Case Name: Hugh Forbes v. Robt. Hamilton
Court: Kentucky Court of Appeals
Jurisdiction: Kentucky
Decision Date: 1801-11-21
Citations: 1 Sneed 89
Docket Number: 
Parties: Hugh Forbes v. Robt. Hamilton.
Judges: 
Reporter: Kentucky Reports
Volume: 2
Pages: 89–91

Head Matter:
NOVEMBER 21, 1801.
Hugh Forbes v. Robt. Hamilton.
Upon a writ of error to reverse a judgment of the Court of Quarter Sessions of Clark county.
1. An attorney-at-law has no right to release errors on the record for his; client unless specially authorized thereto by the client.

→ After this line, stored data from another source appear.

// SPDX-License-Identifier: MIT OR Apache-2.0
//! Sub-graph wrapper node.
//!
//! A wrapper node stands in for a referenced sub-graph. Its slots are not
//! fixed: inputs come from the sub-graph's exposed properties, outputs from
//! the ports of its output node. [`SubGraphNode::sync_slots`] re-derives
//! them whenever the reference changes or the node is refreshed. Slot
//! identities are stable, so connections to slots that still exist survive.
//!
//! Code generation expands the wrapper into a call of one generated
//! function per referenced sub-graph:
//!
//! ```text
//! float4 _Blend_1a2b3c4d_Output1;
//! Blend_5f0e...(_Tint, TEXTURE2D_PARAM(_Noise, sampler_Noise), IN, _Blend_1a2b3c4d_Output1);
//! ```

use crate::asset::{AssetHandle, AssetResolver, SubGraphAsset};
use crate::codegen::{self, slot_value, texture_argument, GenerationContext};
use crate::node::Node;
use crate::registry::FunctionSink;
use crate::requirements::{aggregate_within, Capability, Requirement};
use crate::slot::{Slot, SlotDirection, SlotError, SlotId, SlotRegistry};
use crate::writer::ShaderWriter;
use parking_lot::Mutex;
use serde::{Deserialize, Serialize};
use std::collections::{HashMap, HashSet};
use std::sync::{Arc, Weak};

/// Serialized handle plus a cache of the live sub-graph it resolves to
///
/// The cache holds a weak pointer, so the asset store keeps ownership. It
/// is dropped whenever the handle is reassigned or the wrapper is refreshed,
/// and re-filled from the resolver when empty or stale.
#[derive(Debug, Default, Serialize, Deserialize)]
pub struct SubGraphReference {
    handle: Option<AssetHandle>,
    #[serde(skip)]
    cache: Mutex<Weak<SubGraphAsset>>,
}

impl SubGraphReference {
    /// Create a reference to `handle`
    pub fn new(handle: Option<AssetHandle>) -> Self {
        Self {
            handle,
            cache: Mutex::new(Weak::new()),
        }
    }

    /// The serialized handle
    pub fn handle(&self) -> Option<AssetHandle> {
        self.handle
    }

    /// Reassign the handle, invalidating the cache
    pub fn set_handle(&mut self, handle: Option<AssetHandle>) {
        self.handle = handle;
        self.invalidate();
    }

    /// Forget the cached definition so the next resolve asks the resolver
    pub fn invalidate(&mut self) {
        *self.cache.get_mut() = Weak::new();
    }

    /// Resolve to the live sub-graph; `None` when unbound or missing
    pub fn resolve(&self, assets: &dyn AssetResolver) -> Option<Arc<SubGraphAsset>> {
        let handle = self.handle?;
        let mut cache = self.cache.lock();
        if let Some(asset) = cache.upgrade() {
            if asset.handle == handle {
                return Some(asset);
            }
        }
        let asset = assets.resolve(handle)?;
        *cache = Arc::downgrade(&asset);
        Some(asset)
    }
}

impl Clone for SubGraphReference {
    fn clone(&self) -> Self {
        Self {
            handle: self.handle,
            cache: Mutex::new(self.cache.lock().clone()),
        }
    }
}

/// Wrapper node state
#[derive(Debug, Clone, Default, Serialize, Deserialize)]
pub struct SubGraphNode {
    /// The referenced sub-graph
    pub reference: SubGraphReference,
    /// Input slot identities in property declaration order
    #[serde(default)]
    input_order: Vec<SlotId>,
}

impl SubGraphNode {
    /// Create a wrapper for `handle`
    pub fn new(handle: Option<AssetHandle>) -> Self {
        Self {
            reference: SubGraphReference::new(handle),
            input_order: Vec::new(),
        }
    }

    /// Input slots in the order the sub-graph declares its properties
    pub fn ordered_inputs<'a>(&'a self, slots: &'a SlotRegistry) -> impl Iterator<Item = &'a Slot> + 'a {
        self.input_order.iter().filter_map(|id| slots.slot(*id))
    }

    /// Re-derive `slots` from the referenced sub-graph
    ///
    /// Slots whose identity persists are replaced in place; every other slot
    /// is removed. Returns whether the slot set changed. An identity
    /// collision aborts before anything is modified.
    pub fn sync_slots(&mut self, slots: &mut SlotRegistry, assets: &dyn AssetResolver) -> Result<bool, SlotError> {
        let before = slots.clone();

        // The definition may have been replaced in the store since the last sync
        self.reference.invalidate();

        let Some(asset) = self.reference.resolve(assets) else {
            self.input_order.clear();
            slots.remove_slots_not_in(&HashSet::new());
            return Ok(*slots != before);
        };

        let mut fresh = Vec::new();
        let mut claimed: HashMap<SlotId, String> = HashMap::new();
        let mut claim = |slot: Slot| -> Result<Slot, SlotError> {
            if let Some(first) = claimed.insert(slot.id, slot.display_name.clone()) {
                return Err(SlotError::IdentityCollision {
                    id: slot.id,
                    first,
                    second: slot.display_name,
                });
            }
            Ok(slot)
        };

        for property in asset.graph.properties() {
            fresh.push(claim(property.to_input_slot()?)?);
        }
        let inputs = fresh.len();
        for port in asset.graph.graph_outputs() {
            fresh.push(claim(Slot::new(
                port.id,
                port.display_name.clone(),
                port.shader_output_name.clone(),
                SlotDirection::Output,
                port.value_type,
            ))?);
        }

        self.input_order = fresh[..inputs].iter().map(|s| s.id).collect();
        let valid: HashSet<SlotId> = fresh.iter().map(|s| s.id).collect();
        for slot in fresh {
            slots.add_slot(slot);
        }
        slots.remove_slots_not_in(&valid);

        let changed = *slots != before;
        if changed {
            tracing::debug!(
                "Synchronised slots with sub-graph '{}': {} input(s), {} output(s)",
                asset.name,
                inputs,
                valid.len() - inputs
            );
        }
        Ok(changed)
    }

    /// Generated function name; the sentinel `ERROR` when unresolved
    pub fn function_name(&self, assets: &dyn AssetResolver) -> String {
        codegen::sub_graph_function_name(self.reference.resolve(assets).as_deref())
    }

    /// Fold `capability` over the active nodes of the referenced sub-graph
    pub fn requirement_within(
        &self,
        capability: Capability,
        assets: &dyn AssetResolver,
        expanding: &mut Vec<AssetHandle>,
    ) -> Requirement {
        let Some(asset) = self.reference.resolve(assets) else {
            return capability.neutral();
        };
        if expanding.contains(&asset.handle) {
            tracing::warn!("Sub-graph '{}' references itself, skipping", asset.name);
            return capability.neutral();
        }

        expanding.push(asset.handle);
        let requirement = aggregate_within(asset.graph.active_nodes(), capability, assets, expanding);
        expanding.pop();
        requirement
    }

    /// Register the functions of the nested graph, then the wrapping function
    pub(crate) fn generate_function<S: FunctionSink>(
        &self,
        ctx: &GenerationContext<'_>,
        sink: &mut S,
        expanding: &mut Vec<AssetHandle>,
    ) {
        let Some(asset) = self.reference.resolve(ctx.assets) else {
            return;
        };
        if expanding.contains(&asset.handle) {
            tracing::warn!("Sub-graph '{}' references itself, skipping", asset.name);
            return;
        }

        let inner = ctx.for_graph(&asset.graph);
        expanding.push(asset.handle);
        codegen::generate_functions_within(&inner, sink, expanding);
        expanding.pop();

        let name = codegen::sub_graph_function_name(Some(asset.as_ref()));
        sink.provide_function(&name, |writer| {
            codegen::write_graph_function(&inner, &name, true, writer);
        });
    }

    /// Declare one local per output, then call the generated function
    pub fn generate_code(&self, node: &Node, ctx: &GenerationContext<'_>, writer: &mut ShaderWriter) {
        let Some(asset) = self.reference.resolve(ctx.assets) else {
            return;
        };
        let precision = ctx.settings.precision;

        for port in asset.graph.graph_outputs() {
            writer.add_line(format!(
                "{} {};",
                port.value_type.shader_type(precision),
                node.variable_name_for_slot(port.id)
            ));
        }

        let mut arguments = Vec::new();
        for property in asset.graph.properties() {
            let id = property.slot_id();
            let value = if node.slot(id).is_some() {
                slot_value(ctx, node, id)
            } else {
                // Out of sync with the sub-graph; pass the property default
                property
                    .default_literal(precision)
                    .unwrap_or_else(|| property.reference_name.clone())
            };
            let Ok(value_type) = property.slot_type() else {
                continue;
            };
            arguments.push(texture_argument(value_type, value));
        }
        arguments.push(ctx.settings.context_argument.clone());
        arguments.extend(asset.graph.graph_outputs().map(|port| node.variable_name_for_slot(port.id)));

        writer.add_line(format!(
            "{}({});",
            codegen::sub_graph_function_name(Some(asset.as_ref())),
            arguments.join(", ")
        ));
    }
}
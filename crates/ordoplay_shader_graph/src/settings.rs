// SPDX-License-Identifier: MIT OR Apache-2.0
//! Compiler settings.
//!
//! Settings are stored as RON so they can live next to the graph assets
//! they apply to. Every field has a default, so a settings file only needs
//! to name what it overrides.

use serde::{Deserialize, Serialize};
use std::path::Path;
use thiserror::Error;

/// Floating point precision used for every emitted scalar, vector and matrix type
#[derive(Debug, Clone, Copy, PartialEq, Eq, Hash, Default, Serialize, Deserialize)]
pub enum Precision {
    /// Full 32-bit precision (`float`)
    #[default]
    Float,
    /// Half precision (`half`)
    Half,
}

impl Precision {
    /// Scalar type keyword for this precision
    pub fn as_str(&self) -> &'static str {
        match self {
            Self::Float => "float",
            Self::Half => "half",
        }
    }
}

/// Settings errors
#[derive(Debug, Error)]
pub enum SettingsError {
    /// Reading or writing the settings file failed
    #[error("Settings I/O error: {0}")]
    Io(#[from] std::io::Error),

    /// The settings file is not valid RON
    #[error("Invalid settings file: {0}")]
    Parse(#[from] ron::error::SpannedError),

    /// The settings could not be serialized
    #[error("Failed to serialize settings: {0}")]
    Serialize(#[from] ron::Error),
}

/// Settings controlling how a graph is turned into shader text
#[derive(Debug, Clone, PartialEq, Serialize, Deserialize)]
#[serde(default)]
pub struct CompilerSettings {
    /// Precision of emitted numeric types
    pub precision: Precision,
    /// Type name of the surface context passed to every sub-graph function
    pub context_type: String,
    /// Argument name of the surface context
    pub context_argument: String,
    /// Name of the generated entry function for the root graph
    pub entry_point: String,
}

impl Default for CompilerSettings {
    fn default() -> Self {
        Self {
            precision: Precision::Float,
            context_type: "SurfaceInputs".to_string(),
            context_argument: "IN".to_string(),
            entry_point: "SurfaceMain".to_string(),
        }
    }
}

impl CompilerSettings {
    /// Parse settings from a RON string
    pub fn from_ron_str(source: &str) -> Result<Self, SettingsError> {
        Ok(ron::from_str(source)?)
    }

    /// Serialize settings to a pretty-printed RON string
    pub fn to_ron_string(&self) -> Result<String, SettingsError> {
        let config = ron::ser::PrettyConfig::default()
            .struct_names(true)
            .enumerate_arrays(false);
        Ok(ron::ser::to_string_pretty(self, config)?)
    }

    /// Load settings from a file
    pub fn load(path: &Path) -> Result<Self, SettingsError> {
        let content = std::fs::read_to_string(path)?;
        let settings = Self::from_ron_str(&content)?;
        tracing::debug!("Loaded compiler settings from {:?}", path);
        Ok(settings)
    }

    /// Save settings to a file
    pub fn save(&self, path: &Path) -> Result<(), SettingsError> {
        std::fs::write(path, self.to_ron_string()?)?;
        Ok(())
    }
}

2. Upon the trial of a writ of error to reverse a common law judgment, the -record of a suit in chancery, between the same parties, touching the same subject-matter, can not be introduced for the first time in the_appellate court.

Opinion:
It appears very doubtful whether the release which is contended for by the defendant in this court ought to have any legal efficacy, because it does not certainly and satisfactorily appear to the court that the release was made by Forbes himself, and not by his attorney-at-law. The minute of the clerk, which can not be considered as a record, it being always entered in a very short way, and enlarged by the clerk from his recollection, when he makes up the record, states it is true that the complainant releases all errors, &c., but in the record made upon that minute, from the recollection of the clerk, no doubt, as in other eases, it appears that the complainant, by his counsel, released, &c. There being no law requiring a release of errors at the time the injunction in this case was granted, nor any rule of the court to that effect, the release must be considered as a voluntary relinquishment of a right, which, to have legal efficacy, should unequivocally appear to have been made either by Forbes himself, in proper person, or by some one legally authorized for the purpose. The validity of the release entered into the minutes appears more questionable, as, at the time it was done, there was no inducement to it, the injunction having been granted upward of eighteen months before, and the continuance entered immediately after the release, which was, in the argument, suggested as the consideration for it, being indispensably necessary, the answers, or any of them, not being then filed.
But admitting the release to have been regularly entered on the record, and to possess, in all respects, legal validity, yet, as there was no law requiring such a release as a prerequisite to the obtaining of an injunction, this court can not conceive how the record of the proceedings in a suit of chancery can be introduced, for .any purpose, whatever, upon the trial of a writ of error, to reverse .a judgment at common law. The proceedings are distinct and separate; the records of those proceedings are so too, and therefore, to make use of either, upon the trial of the other, does not appear to be consistent with the act of assembly establishing this court.
The court, therefore, paying no regard to the record of the proceedings in chancery, have taken into consideration the record of the proceedings in the suit at common law, in which there are the following errors, viz: 1st. There are no breaches assigned in the declaration, nor any filed prior to the execution of the writ of the inquiry. 2d. There is no copy of the bail bond returned to the clerk's office by the sheriff. For which errors, the court is of opinion, that the judgment aforesaid be reversed and set aside, that the cause be remanded to the court from whence it came for new proceedings to be had therein, to commence from the writ, and that the plaintiff recover of the defendant his costs in this behalf expended; which is ordered to be certified to the said court.